Both PCOS and NAFLD have high prevalence in obese women. Angolo in his review stated that American ethnic group, central obesity, type II diabetes, hyperlipidemia and hypertension are risk factors of NAFLD (26). Qu et al. (22) reported that women with both PCOS and NAFLD had higher BMI compared to those without NAFLD. In addition, studies which reported a high prevalence of NAFLD in patients with PCOS stated higher BMI in their patients compared to those studies with lower prevalence of NAFLD. These observations showed that obesity is a main reason for coincident of NAFLD and PCOS. Many authors believed that NAFLD and PCOS are hepatic and ovarian manifestations of MS.

The role of insulin resistance (IR) in PCOS and NAFLD has been evaluated in many studies (27-31). The prevalence of IR in PCOS plus NAFLD patients in evaluated studies was more than PCOS patients without NAFLD. Excess dietary fat, increased delivery of free fatty acids to the liver, insufficient fatty acid oxidation, and increased de novo lip genesis may lead to accumulation of fat in the liver. IR may enhance hepatic fat accumulation by increasing free fatty acid delivery and through the effect of hyperinsulinemia to stimulate anabolic processes (27). Insulin-sensitizing medications such as metformin had useful effects on NAFLD and PCOS (32, 33). Most common biochemical indexes in NAFLD patients are increased levels of alanine aminotransferase (ALT) and to a lesser extent aspartate aminotransferase (AST). ALT is a more sensitive biomarker than AST for impaired insulin signaling and NAFLD (34, 35). Furthermore, it had been demonstrated that NAFLD is the most common cause of persistent elevated serum ALT level in general population of Iran (36).

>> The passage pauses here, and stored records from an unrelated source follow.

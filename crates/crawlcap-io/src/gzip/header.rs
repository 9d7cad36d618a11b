//! RFC 1952 member header.
//!
//! ```text
//! +---+---+---+---+---+---+---+---+---+---+
//! |ID1|ID2|CM |FLG|     MTIME     |XFL|OS |   10 bytes, always present
//! +---+---+---+---+---+---+---+---+---+---+
//! (if FEXTRA)   XLEN (2 bytes LE) + XLEN bytes
//! (if FNAME)    zero-terminated file name
//! (if FCOMMENT) zero-terminated comment
//! (if FHCRC)    CRC16 (2 bytes LE) = low 16 bits of CRC32 over all preceding header bytes
//! ```

use std::io::{self, Read};

use crawlcap_core::{Error, Result};

use super::{DEFLATE_METHOD, GZIP_MAGIC, MINIMAL_HEADER_LEN};

const FTEXT: u8 = 0x01;
const FHCRC: u8 = 0x02;
const FEXTRA: u8 = 0x04;
const FNAME: u8 = 0x08;
const FCOMMENT: u8 = 0x10;
const RESERVED: u8 = 0xe0;

#[derive(Debug, Clone, PartialEq, Eq)]
pub struct GzipHeader {
    pub flags: u8,
    pub mtime: u32,
    pub extra_flags: u8,
    pub os: u8,
    pub extra: Option<Vec<u8>>,
    pub filename: Option<Vec<u8>>,
    pub comment: Option<Vec<u8>>,
    pub header_crc: Option<u16>,
    /// Bytes the header occupied on disk.
    pub length: u64,
}

impl GzipHeader {
    /// Parse a header from `reader`. `offset` is the header's absolute
    /// position and only used in error reports.
    pub fn read_from<R: Read>(reader: &mut R, offset: u64) -> Result<Self> {
        let mut src = HeaderSource {
            reader,
            crc: crc32fast::Hasher::new(),
            length: 0,
            offset,
        };

        let mut fixed = [0u8; MINIMAL_HEADER_LEN as usize];
        src.read_exact(&mut fixed)?;

        if fixed[..2] != GZIP_MAGIC {
            return Err(malformed(
                offset,
                format!("bad magic {:02x} {:02x}", fixed[0], fixed[1]),
            ));
        }
        if fixed[2] != DEFLATE_METHOD {
            return Err(malformed(
                offset,
                format!("unsupported compression method {}", fixed[2]),
            ));
        }
        let flags = fixed[3];
        if flags & RESERVED != 0 {
            return Err(malformed(
                offset,
                format!("reserved flag bits set: {:#04x}", flags),
            ));
        }
        let mtime = u32::from_le_bytes([fixed[4], fixed[5], fixed[6], fixed[7]]);

        let extra = if flags & FEXTRA != 0 {
            let mut xlen = [0u8; 2];
            src.read_exact(&mut xlen)?;
            let mut data = vec![0u8; u16::from_le_bytes(xlen) as usize];
            src.read_exact(&mut data)?;
            Some(data)
        } else {
            None
        };

        let filename = if flags & FNAME != 0 {
            Some(src.read_zero_terminated()?)
        } else {
            None
        };

        let comment = if flags & FCOMMENT != 0 {
            Some(src.read_zero_terminated()?)
        } else {
            None
        };

        let header_crc = if flags & FHCRC != 0 {
            let expected = (src.crc.clone().finalize() & 0xffff) as u16;
            let mut stored = [0u8; 2];
            src.read_exact(&mut stored)?;
            let stored = u16::from_le_bytes(stored);
            if stored != expected {
                return Err(malformed(
                    offset,
                    format!(
                        "header CRC16 mismatch: stored {:#06x}, computed {:#06x}",
                        stored, expected
                    ),
                ));
            }
            Some(stored)
        } else {
            None
        };

        Ok(Self {
            flags,
            mtime,
            extra_flags: fixed[8],
            os: fixed[9],
            extra,
            filename,
            comment,
            header_crc,
            length: src.length,
        })
    }

    pub fn is_text(&self) -> bool {
        self.flags & FTEXT != 0
    }

    pub fn filename_lossy(&self) -> Option<String> {
        self.filename
            .as_ref()
            .map(|name| String::from_utf8_lossy(name).into_owned())
    }

    pub fn comment_lossy(&self) -> Option<String> {
        self.comment
            .as_ref()
            .map(|c| String::from_utf8_lossy(c).into_owned())
    }
}

/// Reads header bytes while keeping the running CRC and length.
struct HeaderSource<'a, R> {
    reader: &'a mut R,
    crc: crc32fast::Hasher,
    length: u64,
    offset: u64,
}

impl<R: Read> HeaderSource<'_, R> {
    fn read_exact(&mut self, buf: &mut [u8]) -> Result<()> {
        match self.reader.read_exact(buf) {
            Ok(()) => {
                self.crc.update(buf);
                self.length += buf.len() as u64;
                Ok(())
            }
            Err(e) if e.kind() == io::ErrorKind::UnexpectedEof => {
                Err(malformed(self.offset, "truncated header".to_string()))
            }
            Err(e) => Err(e.into()),
        }
    }

    fn read_zero_terminated(&mut self) -> Result<Vec<u8>> {
        let mut out = Vec::new();
        let mut byte = [0u8; 1];
        loop {
            self.read_exact(&mut byte)?;
            if byte[0] == 0 {
                return Ok(out);
            }
            out.push(byte[0]);
        }
    }
}

fn malformed(offset: u64, reason: String) -> Error {
    Error::MalformedMember { offset, reason }
}

#[cfg(test)]
mod tests {
    use super::*;
    use flate2::write::GzEncoder;
    use flate2::{Compression, GzBuilder};
    use std::io::{Cursor, Write};

    #[test]
    fn test_minimal_header() {
        let mut encoder = GzEncoder::new(Vec::new(), Compression::default());
        encoder.write_all(b"x").unwrap();
        let bytes = encoder.finish().unwrap();

        let header = GzipHeader::read_from(&mut Cursor::new(&bytes), 0).unwrap();
        assert_eq!(header.length, 10);
        assert!(header.filename.is_none());
    }

    #[test]
    fn test_optional_fields() {
        let mut encoder = GzBuilder::new()
            .filename("record.warc")
            .comment("crawl 42")
            .extra(vec![1, 2, 3])
            .write(Vec::new(), Compression::default());
        encoder.write_all(b"payload").unwrap();
        let bytes = encoder.finish().unwrap();

        let header = GzipHeader::read_from(&mut Cursor::new(&bytes), 0).unwrap();
        assert_eq!(header.filename_lossy().as_deref(), Some("record.warc"));
        assert_eq!(header.comment_lossy().as_deref(), Some("crawl 42"));
        assert_eq!(header.extra.as_deref(), Some(&[1u8, 2, 3][..]));
        // 10 fixed + 2 xlen + 3 extra + 12 name + 9 comment
        assert_eq!(header.length, 36);
    }

    #[test]
    fn test_header_crc_verified() {
        let mut bytes = vec![0x1f, 0x8b, 8, FHCRC, 0, 0, 0, 0, 0, 255];
        let crc = (crc32fast::hash(&bytes) & 0xffff) as u16;
        bytes.extend_from_slice(&crc.to_le_bytes());
        let header = GzipHeader::read_from(&mut Cursor::new(&bytes), 0).unwrap();
        assert_eq!(header.header_crc, Some(crc));
        assert_eq!(header.length, 12);

        let last = bytes.len() - 1;
        bytes[last] ^= 0xff;
        let err = GzipHeader::read_from(&mut Cursor::new(&bytes), 0).unwrap_err();
        assert!(matches!(err, Error::MalformedMember { .. }));
    }

    #[test]
    fn test_bad_magic() {
        let bytes = [0x1f, 0x8c, 8, 0, 0, 0, 0, 0, 0, 0];
        let err = GzipHeader::read_from(&mut Cursor::new(&bytes), 77).unwrap_err();
        match err {
            Error::MalformedMember { offset, reason } => {
                assert_eq!(offset, 77);
                assert!(reason.contains("magic"));
            }
            other => panic!("unexpected error {other:?}"),
        }
    }

    #[test]
    fn test_wrong_method_and_truncation() {
        let bytes = [0x1f, 0x8b, 7, 0, 0, 0, 0, 0, 0, 0];
        assert!(GzipHeader::read_from(&mut Cursor::new(&bytes), 0).is_err());

        let bytes = [0x1f, 0x8b, 8, FNAME, 0, 0, 0, 0, 0, 0, b'a'];
        let err = GzipHeader::read_from(&mut Cursor::new(&bytes), 0).unwrap_err();
        assert!(err.to_string().contains("truncated header"));
    }
}
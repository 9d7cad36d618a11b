//! Error Types for crawlcap
//!
//! This module defines all error types that can occur while recording,
//! replaying, reading archives, or spilling queues to disk.
//!
//! ## Error Categories
//!
//! ### I/O Errors
//! - Backing file creation, writes and reads
//! - Queue directory and spill file operations
//! - Seeks on archive files
//!
//! ### Protocol/State Errors
//! - `IllegalState`: An operation was called out of order (`reset()` without
//!   `mark()`, replaying a recording that is still open, reading a member
//!   before locating one)
//! - `InvalidArgument`: A caller-supplied offset or limit is out of range
//!
//! ### Data Integrity Errors
//! - `MalformedMember`: A gzip member has a bad header, a truncated body, or a
//!   trailer that does not match the decompressed bytes
//! - `MemberScan`: Iterating an archive stopped on a fault; carries how many
//!   members were read before it
//! - `CrcMismatch`: A queue spill frame failed its checksum
//! - `Serialization`: A queued item could not be encoded or decoded
//!
//! ### Recording Limits
//! - `LengthExceeded`: A recording grew past its configured maximum
//! - `Timeout`: A recording took longer than its configured budget
//!
//! ## Usage
//! All functions in crawlcap return `Result<T>` which is aliased to
//! `Result<T, Error>`. This allows using `?` operator for error propagation.
//!
//! "No more members" is not an error: `GzipMembers::has_next()` returning
//! `false` is the normal end of iteration.

use std::io;
use std::path::PathBuf;

use thiserror::Error;

#[derive(Debug, Error)]
pub enum Error {
    #[error("IO error: {0}")]
    Io(#[from] io::Error),

    #[error("Illegal state: {0}")]
    IllegalState(String),

    #[error("Invalid argument: {0}")]
    InvalidArgument(String),

    #[error("Malformed gzip member at offset {offset}: {reason}")]
    MalformedMember { offset: u64, reason: String },

    #[error("Member scan failed after {members_read} members: {source}")]
    MemberScan {
        members_read: usize,
        #[source]
        source: Box<Error>,
    },

    #[error("Recording exceeded maximum length of {limit} bytes")]
    LengthExceeded { limit: u64 },

    #[error("Recording timed out after {elapsed_ms}ms")]
    Timeout { elapsed_ms: u64 },

    #[error("CRC mismatch in {path:?}")]
    CrcMismatch { path: PathBuf },

    #[error("Serialization error: {0}")]
    Serialization(String),

    #[error("Configuration error: {0}")]
    Config(String),
}

impl Error {
    /// True for errors that mean the bytes themselves are bad, as opposed to
    /// the environment failing underneath us.
    pub fn is_corruption(&self) -> bool {
        match self {
            Error::MalformedMember { .. } | Error::CrcMismatch { .. } => true,
            Error::MemberScan { source, .. } => source.is_corruption(),
            _ => false,
        }
    }
}

/// Lets `std::io::Read`/`Write` implementations surface crate errors.
///
/// `Io` errors pass through untouched so callers can still match on the
/// original `ErrorKind`.
impl From<Error> for io::Error {
    fn from(err: Error) -> Self {
        match err {
            Error::Io(e) => e,
            Error::MalformedMember { .. } | Error::CrcMismatch { .. } => {
                io::Error::new(io::ErrorKind::InvalidData, err)
            }
            Error::InvalidArgument(_) => io::Error::new(io::ErrorKind::InvalidInput, err),
            Error::Timeout { .. } => io::Error::new(io::ErrorKind::TimedOut, err),
            other => io::Error::new(io::ErrorKind::Other, other),
        }
    }
}

pub type Result<T> = std::result::Result<T, Error>;
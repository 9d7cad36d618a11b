//! Random-access character view over a recording's content.
//!
//! Extractors scan the body of a fetched document by index. The view starts
//! at the content start offset and maps each byte to the Latin-1 character
//! with the same value.
//!
//! Content still in the memory region is served from it directly. Content
//! on disk goes through a fixed-size window over the backing file: a fault
//! past the window slides it forward so the requested index is its last
//! element, a fault before it recentres the window on the index.

use std::fs::File;
use std::io::{Read, Seek, SeekFrom};

use bytes::Bytes;
use crawlcap_core::{Error, Result};
use tracing::debug;

use crate::backing::Backing;

const MIN_WINDOW: usize = 4096;

pub struct ReplayCharSequence {
    /// Content bytes that live in the memory region.
    prefix: Bytes,
    len: u64,
    window: Option<Window>,
}

struct Window {
    file: File,
    buf: Vec<u8>,
    capacity: usize,
    /// Character index of `buf[0]`.
    origin: u64,
    /// Character index stored at backing file offset 0.
    disk_start: u64,
    // Held so a shared backing file is not deleted under us.
    backing: Backing,
}

impl ReplayCharSequence {
    pub(crate) fn from_parts(
        memory: Bytes,
        size: u64,
        content_start: u64,
        backing: Option<Backing>,
    ) -> Result<Self> {
        if content_start > size {
            return Err(Error::InvalidArgument(format!(
                "content start {} is past the recording size {}",
                content_start, size
            )));
        }
        if content_start > memory.len() as u64 {
            return Err(Error::InvalidArgument(format!(
                "content start {} lies beyond the {} bytes held in memory",
                content_start,
                memory.len()
            )));
        }

        let len = size - content_start;
        let memory_end = size.min(memory.len() as u64) as usize;
        let prefix = memory.slice(content_start as usize..memory_end);

        let window = if len > prefix.len() as u64 {
            let backing = backing.ok_or_else(|| {
                Error::InvalidArgument(
                    "content extends past memory but there is no backing file".to_string(),
                )
            })?;
            let capacity = prefix.len().max(MIN_WINDOW);
            let mut window = Window {
                file: backing.open_read()?,
                buf: Vec::with_capacity(capacity),
                capacity,
                origin: prefix.len() as u64,
                disk_start: prefix.len() as u64,
                backing,
            };
            window.load(prefix.len() as u64, len)?;
            Some(window)
        } else {
            None
        };

        Ok(Self {
            prefix,
            len,
            window,
        })
    }

    pub fn len(&self) -> u64 {
        self.len
    }

    pub fn is_empty(&self) -> bool {
        self.len == 0
    }

    /// The character at `index`, counted from the content start.
    pub fn char_at(&mut self, index: u64) -> Result<char> {
        if index >= self.len {
            return Err(Error::InvalidArgument(format!(
                "index {} out of range for length {}",
                index, self.len
            )));
        }
        if index < self.prefix.len() as u64 {
            return Ok(char::from(self.prefix[index as usize]));
        }

        let prefix_len = self.prefix.len() as u64;
        let len = self.len;
        let window = self.window.as_mut().ok_or_else(|| {
            Error::IllegalState("disk content without a window".to_string())
        })?;

        if !window.contains(index) {
            let origin = if index >= window.origin + window.buf.len() as u64 {
                // Forward: the index becomes the window's last element.
                (index + 1).saturating_sub(window.capacity as u64)
            } else {
                debug!(
                    index = index,
                    path = ?window.backing.path(),
                    "Recentering replay window"
                );
                index.saturating_sub(window.capacity as u64 / 2)
            };
            window.load(origin.max(prefix_len), len)?;
        }

        Ok(char::from(window.buf[(index - window.origin) as usize]))
    }

    /// Characters in `[start, end)` as a `String`.
    pub fn sub_sequence(&mut self, start: u64, end: u64) -> Result<String> {
        if start > end || end > self.len {
            return Err(Error::InvalidArgument(format!(
                "range {}..{} out of bounds for length {}",
                start, end, self.len
            )));
        }
        let mut out = String::with_capacity((end - start) as usize);
        for index in start..end {
            out.push(self.char_at(index)?);
        }
        Ok(out)
    }
}

impl Window {
    fn contains(&self, index: u64) -> bool {
        index >= self.origin && index < self.origin + self.buf.len() as u64
    }

    /// Fill the window starting at character index `origin`.
    fn load(&mut self, origin: u64, len: u64) -> Result<()> {
        let count = (len - origin).min(self.capacity as u64) as usize;
        self.file.seek(SeekFrom::Start(origin - self.disk_start))?;
        self.buf.resize(count, 0);
        self.file.read_exact(&mut self.buf)?;
        self.origin = origin;
        Ok(())
    }
}

impl std::fmt::Debug for ReplayCharSequence {
    fn fmt(&self, f: &mut std::fmt::Formatter<'_>) -> std::fmt::Result {
        f.debug_struct("ReplayCharSequence")
            .field("len", &self.len)
            .field("prefix_len", &self.prefix.len())
            .field("windowed", &self.window.is_some())
            .finish()
    }
}
//! Capture Configuration
//!
//! This module defines configuration for the recording, queue and archive
//! reading paths.
//!
//! ## RecorderConfig
//!
//! Controls how each fetch is captured:
//!
//! - **scratch_dir**: Directory where per-session backing files are created
//! - **buffer_size**: In-memory region per session before spilling to disk (default: 64KB)
//! - **backing_file_prefix**: Prefix prepended to every backing file name
//! - **digest_content**: Whether sessions start with a SHA-256 digest installed (default: false)
//!
//! ## QueueConfig
//!
//! - **directory**: Where disk-backed tail files live
//! - **head_max**: Maximum number of items kept in memory per queue (default: 1000)
//!
//! ## GzipConfig
//!
//! - **read_buffer_size**: Compressed input buffered per read (default: 4KB)
//!
//! ## Usage
//!
//! ```ignore
//! use crawlcap_core::CaptureConfig;
//!
//! // From a file (falls back to defaults when the file does not exist)
//! let config = CaptureConfig::load("crawlcap.toml")?;
//!
//! // Inline overrides for tests
//! let config = CaptureConfig::from_toml_str(r#"
//!     [recorder]
//!     scratch_dir = "/tmp/scratch"
//!     buffer_size = 4
//! "#)?;
//! ```

use std::fs;
use std::path::{Path, PathBuf};

use serde::{Deserialize, Serialize};

use crate::error::{Error, Result};

// ============================================================================
// Recorder
// ============================================================================

#[derive(Debug, Clone, Serialize, Deserialize)]
pub struct RecorderConfig {
    /// Directory for backing files (default: system temp dir)
    #[serde(default = "default_scratch_dir")]
    pub scratch_dir: PathBuf,

    /// Memory region size in bytes (default: 64KB)
    #[serde(default = "default_buffer_size")]
    pub buffer_size: usize,

    /// Prefix for backing file names
    #[serde(default = "default_backing_file_prefix")]
    pub backing_file_prefix: String,

    /// Install a SHA-256 digest on new sessions
    #[serde(default)]
    pub digest_content: bool,
}

impl RecorderConfig {
    /// Path of the backing file for the session called `name`.
    pub fn backing_path(&self, name: &str) -> PathBuf {
        self.scratch_dir
            .join(format!("{}{}", self.backing_file_prefix, name))
    }
}

impl Default for RecorderConfig {
    fn default() -> Self {
        Self {
            scratch_dir: default_scratch_dir(),
            buffer_size: default_buffer_size(),
            backing_file_prefix: default_backing_file_prefix(),
            digest_content: false,
        }
    }
}

fn default_scratch_dir() -> PathBuf {
    std::env::temp_dir()
}

fn default_buffer_size() -> usize {
    64 * 1024 // 64KB
}

fn default_backing_file_prefix() -> String {
    "crawlcap-".to_string()
}

// ============================================================================
// Queue
// ============================================================================

#[derive(Debug, Clone, Serialize, Deserialize)]
pub struct QueueConfig {
    /// Directory for tail spill files
    #[serde(default = "default_queue_directory")]
    pub directory: PathBuf,

    /// Items held in memory before spilling (default: 1000)
    #[serde(default = "default_head_max")]
    pub head_max: usize,
}

impl Default for QueueConfig {
    fn default() -> Self {
        Self {
            directory: default_queue_directory(),
            head_max: default_head_max(),
        }
    }
}

fn default_queue_directory() -> PathBuf {
    std::env::temp_dir().join("crawlcap-queues")
}

fn default_head_max() -> usize {
    1000
}

// ============================================================================
// Gzip
// ============================================================================

#[derive(Debug, Clone, Serialize, Deserialize)]
pub struct GzipConfig {
    /// Compressed bytes buffered per source read (default: 4KB)
    #[serde(default = "default_read_buffer_size")]
    pub read_buffer_size: usize,
}

impl Default for GzipConfig {
    fn default() -> Self {
        Self {
            read_buffer_size: default_read_buffer_size(),
        }
    }
}

fn default_read_buffer_size() -> usize {
    4 * 1024 // one page
}

// ============================================================================
// Top level
// ============================================================================

#[derive(Debug, Clone, Default, Serialize, Deserialize)]
pub struct CaptureConfig {
    #[serde(default)]
    pub recorder: RecorderConfig,

    #[serde(default)]
    pub queue: QueueConfig,

    #[serde(default)]
    pub gzip: GzipConfig,
}

impl CaptureConfig {
    /// Parse configuration from a TOML document. Missing sections and keys
    /// take their defaults.
    pub fn from_toml_str(s: &str) -> Result<Self> {
        let config: CaptureConfig =
            toml::from_str(s).map_err(|e| Error::Config(e.to_string()))?;
        config.validate()?;
        Ok(config)
    }

    /// Load configuration from `path`. A missing file yields the defaults.
    pub fn load(path: impl AsRef<Path>) -> Result<Self> {
        let path = path.as_ref();
        match fs::read_to_string(path) {
            Ok(contents) => Self::from_toml_str(&contents),
            Err(e) if e.kind() == std::io::ErrorKind::NotFound => Ok(Self::default()),
            Err(e) => Err(e.into()),
        }
    }

    pub fn to_toml_string(&self) -> Result<String> {
        toml::to_string(self).map_err(|e| Error::Config(e.to_string()))
    }

    fn validate(&self) -> Result<()> {
        if self.gzip.read_buffer_size == 0 {
            return Err(Error::Config(
                "gzip.read_buffer_size must be greater than zero".to_string(),
            ));
        }
        Ok(())
    }
}

#[cfg(test)]
mod tests {
    use super::*;
    use tempfile::TempDir;

    #[test]
    fn test_defaults() {
        let config = CaptureConfig::default();
        assert_eq!(config.recorder.buffer_size, 64 * 1024);
        assert_eq!(config.queue.head_max, 1000);
        assert_eq!(config.gzip.read_buffer_size, 4096);
        assert!(!config.recorder.digest_content);
    }

    #[test]
    fn test_partial_toml_keeps_defaults() {
        let config = CaptureConfig::from_toml_str(
            r#"
            [recorder]
            buffer_size = 4
            backing_file_prefix = "tt"

            [queue]
            head_max = 2
            "#,
        )
        .unwrap();

        assert_eq!(config.recorder.buffer_size, 4);
        assert_eq!(config.recorder.backing_file_prefix, "tt");
        assert_eq!(config.queue.head_max, 2);
        assert_eq!(config.gzip.read_buffer_size, 4096);
    }

    #[test]
    fn test_backing_path() {
        let config = RecorderConfig {
            scratch_dir: PathBuf::from("/scratch"),
            backing_file_prefix: "tt12-".to_string(),
            ..Default::default()
        };
        assert_eq!(
            config.backing_path("http"),
            PathBuf::from("/scratch/tt12-http")
        );
    }

    #[test]
    fn test_load_missing_file_gives_defaults() {
        let dir = TempDir::new().unwrap();
        let config = CaptureConfig::load(dir.path().join("absent.toml")).unwrap();
        assert_eq!(config.queue.head_max, 1000);
    }

    #[test]
    fn test_load_written_file() {
        let dir = TempDir::new().unwrap();
        let path = dir.path().join("crawlcap.toml");

        let mut config = CaptureConfig::default();
        config.queue.head_max = 7;
        config.recorder.digest_content = true;
        fs::write(&path, config.to_toml_string().unwrap()).unwrap();

        let loaded = CaptureConfig::load(&path).unwrap();
        assert_eq!(loaded.queue.head_max, 7);
        assert!(loaded.recorder.digest_content);
    }

    #[test]
    fn test_invalid_toml_is_config_error() {
        let err = CaptureConfig::from_toml_str("[queue]\nhead_max = \"many\"").unwrap_err();
        assert!(matches!(err, Error::Config(_)));
    }

    #[test]
    fn test_zero_read_buffer_rejected() {
        let err = CaptureConfig::from_toml_str("[gzip]\nread_buffer_size = 0").unwrap_err();
        assert!(matches!(err, Error::Config(_)));
    }
}
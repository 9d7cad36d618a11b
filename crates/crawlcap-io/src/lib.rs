//! crawlcap I/O
//!
//! Capture-and-replay primitives for a crawler's fetch path:
//!
//! - [`RecordingWriter`]: records bytes flowing to a sink into a memory
//!   region plus an overflow backing file
//! - [`RecordingReader`]: the same, for bytes read from a source
//! - [`Recording`] / [`ReplayReader`]: independent re-reads of a frozen
//!   recording, each with its own cursor and mark
//! - [`ReplayCharSequence`]: random-access Latin-1 view of the content
//! - [`gzip::GzipMembers`]: member-by-member iteration over concatenated
//!   gzip files
//!
//! Everything here is blocking and single-owner. Concurrency comes from
//! handing the same `Recording` to several readers, which share nothing
//! mutable.

mod backing;
pub mod char_sequence;
pub mod gzip;
pub mod recorder;
pub mod recording_reader;
pub mod replay;

pub use char_sequence::ReplayCharSequence;
pub use gzip::{GzipHeader, GzipMembers};
pub use recorder::{Recording, RecordingWriter};
pub use recording_reader::RecordingReader;
pub use replay::ReplayReader;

Our study had some inevitable limitations. Although ultrasonography (US) is usually used to diagnose NAFLD in clinic, liver biopsy is the gold standard method (37-39). Since US had been used in evaluated studies as a diagnostic method for NAFLD as a high sensitive method, it can overestimate prevalence of NAFLD. Another limitation was the small sample size in the evaluated studies, so we could not perform any subgroup analysis.

In conclusion, according to the results of this meta-analysis, there is a high chance of NAFLD in women with PCOS. We suggest evaluating patients with PCOS regarding NAFLD. In this regards, general physicians have an essential role, because patients refer to them firstly. We suggest evaluating BMI, liver function test and other risk factors such as diabetes mellitus in patients by general physicians and referring them to a gastrointestinologist in case of any risk factor.